(Salen los tres primeros por la puerta de la izquierda).
BARTOLO.— Don Casimiro, púlsela usted, obsérvela bien, y luego hablaremos.
D. JERÓNIMO.— ¿Conque en efecto es mozo de habilidad, eh?
(Va Leandro y habla en secreto con Doña Paula, haciendo que la pulsa. Andrea tercia en la conversación. Quedan distantes a un lado Bartolo y Don Jerónimo, y a otro Ginés y Lucas).
BARTOLO.— No se ha conocido otro igual para emplastos, ungüentos, rosolís[13] de perfecto amor y de leche vieja, ceratos[14] y julepes[15]. ¿Por qué le parece a usted que le he hecho venir?
D. JERÓNIMO.— Ya lo supongo. Cuando usted se vale de él, no, no será rana.
BARTOLO.— ¿Qué ha de ser rana? No señor, si es un hombre que se pierde de vista.
Doña PAULA.— Siempre, siempre seré tuya, Leandro.
D. JERÓNIMO.— ¿Qué? (Volviéndose hacia donde está su hija). ¿Si será ilusión mía?… ¿Ha hablado, Andrea?
ANDREA.— Si, señor, tres o cuatro palabras ha dicho.
D. JERÓNIMO.— ¡Bendito sea Dios! ¡Hija mía!
(Abraza a Doña Paula y vuelve con de alegría hacia Bartolo, el cual se pasea lleno de satisfacción).
¡Medico admirable!
BARTOLO.— ¡Y que trabajo me ha costado curar la dichosa enfermedad! Aquí hubiera yo querido ver a toda la veterinaria junta y entera, a ver que hacia.
D. JERÓNIMO.— Conque, Paulita, ya puedes hablar, ¿es verdad?
(Vuelve a hablar con su hija y la trae de la mana).
Vaya, di alguna cosa.
GINÉS.— Aparte (a Lucas): Aquí me parece que hay gato encerrado…
LUCAS.— Tu calla y déjalo estar.
Doña PAULA.— Si, padre mío, he recobrado el habla para decirle a usted que amo a Leandro y que quiero casarme con él.
D. JERÓNIMO.— Pero si…
Doña PAULA.— Nada puede cambiar mi resolución.
D. JERÓNIMO.— Es que…
Doña PAULA.— De nada servirá cuanto usted me diga. Yo quiero casarme con un hombre que me idolatra. Si usted me quiere bien, concédame su permiso sin excusas ni dilaciones.
D. JERÓNIMO.— Pero, hija mía, el tal Leandro es un pobretón…
Doña PAULA.— Dentro de poco será muy rico. Bien lo sabe usted. Y sobre todo, sama con gusto no pica.
D. JERÓNIMO.— Pero ¡qué borbotón de palabras la ha venido de repente a la boca!… Pues, hija mía, no hay que cansarse. No será.
Doña PAULA.— Pues cuente usted con que ya no tiene hija, porque me moriré de la desesperación.

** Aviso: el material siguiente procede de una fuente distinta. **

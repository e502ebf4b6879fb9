use crate::core::context::BootContext;
use crate::utils::error::Result;
use async_trait::async_trait;
use std::collections::HashMap;

/// Captured result of a finished external command.
#[derive(Debug, Clone)]
pub struct CommandOutput {
    pub status: Option<i32>,
    pub stdout: String,
    pub stderr: String,
}

impl CommandOutput {
    pub fn success(&self) -> bool {
        self.status == Some(0)
    }
}

/// Seam over external process execution so steps can be driven by a real
/// shell in production and by canned outputs in tests.
#[async_trait]
pub trait ProcessRunner: Send + Sync {
    /// Run a command to completion and capture its output.
    async fn run(&self, program: &str, args: &[String]) -> Result<CommandOutput>;

    /// Run a command to completion, feeding `input` to its stdin.
    async fn run_with_input(
        &self,
        program: &str,
        args: &[String],
        input: &str,
    ) -> Result<CommandOutput>;

    /// Start a long-lived background daemon and return its pid. The daemon is
    /// not supervised after this call.
    async fn spawn_daemon(&self, program: &str, args: &[String]) -> Result<u32>;
}

/// 單一具名啟動步驟。由 supervisor 依序執行。
#[async_trait]
pub trait BootStep: Send + Sync {
    /// 用於日誌與報告的步驟名稱
    fn name(&self) -> &str;

    /// 失敗時是否中止整個流程
    fn fatal(&self) -> bool {
        true
    }

    /// 根據上下文決定是否執行
    fn should_run(&self, _context: &BootContext) -> bool {
        true
    }

    /// 執行步驟，成功時回傳要記錄在報告中的 metadata
    async fn run(&self, context: &mut BootContext)
        -> Result<HashMap<String, serde_json::Value>>;
}

pub trait ConfigProvider: Send + Sync {
    fn ssh_enabled(&self) -> bool;
    fn ssh_required(&self) -> bool;
    fn ssh_port(&self) -> u16;
    fn extension_paths(&self) -> Vec<String>;
    fn entrypoint(&self) -> &str;
}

D. JERÓNIMO.— ¡Qué es lo que me pasa!
(Moviéndose de un lado a otro, agitado y colérico. Doña Paula se retira hacia el foro y habla con Leandro y Andrea).

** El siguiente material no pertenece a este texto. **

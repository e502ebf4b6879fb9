pub mod adapters;
pub mod config;
pub mod core;
pub mod domain;
pub mod utils;

#[cfg(feature = "cli")]
pub use config::CliConfig;

pub use config::toml_config::BootConfig;
pub use core::{context::BootContext, supervisor::BootSupervisor};
pub use utils::error::{BootError, Result};
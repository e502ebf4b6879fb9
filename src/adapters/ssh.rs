use crate::core::context::BootContext;
use crate::domain::model::BootPhase;
use crate::domain::ports::{BootStep, ProcessRunner};
use crate::utils::error::{BootError, Result};
use std::collections::HashMap;
use std::sync::Arc;

/// 以背景 daemon 啟動 sshd 的步驟。
///
/// 啟動後不再監督其生命週期；預設失敗不致命（遠端 shell 僅為
/// 運維便利），`required = true` 時改為致命。
pub struct SshStep {
    daemon: String,
    args: Vec<String>,
    port: u16,
    enabled: bool,
    required: bool,
    runner: Arc<dyn ProcessRunner>,
}

impl SshStep {
    pub fn new(
        daemon: String,
        args: Vec<String>,
        port: u16,
        enabled: bool,
        required: bool,
        runner: Arc<dyn ProcessRunner>,
    ) -> Self {
        Self {
            daemon,
            args,
            port,
            enabled,
            required,
            runner,
        }
    }
}

#[async_trait::async_trait]
impl BootStep for SshStep {
    fn name(&self) -> &str {
        "ssh-daemon"
    }

    fn fatal(&self) -> bool {
        self.required
    }

    fn should_run(&self, _context: &BootContext) -> bool {
        self.enabled
    }

    async fn run(
        &self,
        context: &mut BootContext,
    ) -> Result<HashMap<String, serde_json::Value>> {
        context.set_phase(BootPhase::SshStarting);

        tracing::info!("🔐 Starting sshd on port {}", self.port);

        match self.runner.spawn_daemon(&self.daemon, &self.args).await {
            Ok(pid) => {
                context.set_phase(BootPhase::SshReady);
                context.add_shared_data("sshd_pid".to_string(), serde_json::json!(pid));

                let mut metadata = HashMap::new();
                metadata.insert("pid".to_string(), serde_json::json!(pid));
                metadata.insert("port".to_string(), serde_json::json!(self.port));
                Ok(metadata)
            }
            Err(e) => {
                context.set_phase(BootPhase::SshFailed);
                Err(BootError::ServiceStartError {
                    service: "sshd".to_string(),
                    reason: e.to_string(),
                })
            }
        }
    }
}
pub mod toml_config;

#[cfg(feature = "cli")]
use clap::Parser;

/// 啟動器 (`boot`) 的命令列參數
#[cfg(feature = "cli")]
#[derive(Debug, Clone, Parser)]
#[command(name = "boot")]
#[command(about = "Container bootstrap launcher: validate the runtime, then exec the app")]
pub struct CliConfig {
    /// Path to TOML configuration file
    #[arg(short, long, default_value = "boot-config.toml")]
    pub config: String,

    /// Enable verbose output
    #[arg(short, long)]
    pub verbose: bool,

    /// Log per-step CPU/memory stats
    #[arg(long)]
    pub monitor: bool,

    /// Show the step plan without executing
    #[arg(long)]
    pub dry_run: bool,

    /// Skip starting the ssh daemon regardless of config
    #[arg(long)]
    pub skip_ssh: bool,

    /// Emit JSON logs instead of the compact format
    #[arg(long)]
    pub json_logs: bool,
}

Señor doctor, hágame usted el gusto de volvérmela a poner muda.
BARTOLO.— Eso no puede ser. Lo que yo haré, solamente por servicio a usted, será ponerle sordo para que no la oiga.
D. JERÓNIMO.— Lo estimo infinito… Pero ¿piensas tú, hija inobediente, que…?
(Encaminándose hacia Doña Paula; Bartolo le contiene).
BARTOLO.— No hay que irritarse, que todo se echara a perder. Lo que importa es distraerla y divertirla. Déjela usted que vaya a coger un rato el aire por el jardín, y vera usted como a poco se le olvida ese demonio de Leandro… Vaya usted a acompañarla, don Casimiro, y cuide usted no pise alguna mala hierba.
LEANDRO.— Como usted mande, señor doctor. Vamos, señorita.
Doña PAULA.— Vamos enhorabuena.
D. JERÓNIMO.— Id vosotros también.
(A Lucas y Ginés, los cuales, con Doña Paula, Leandro y Andrea, se van por la puerta del foro).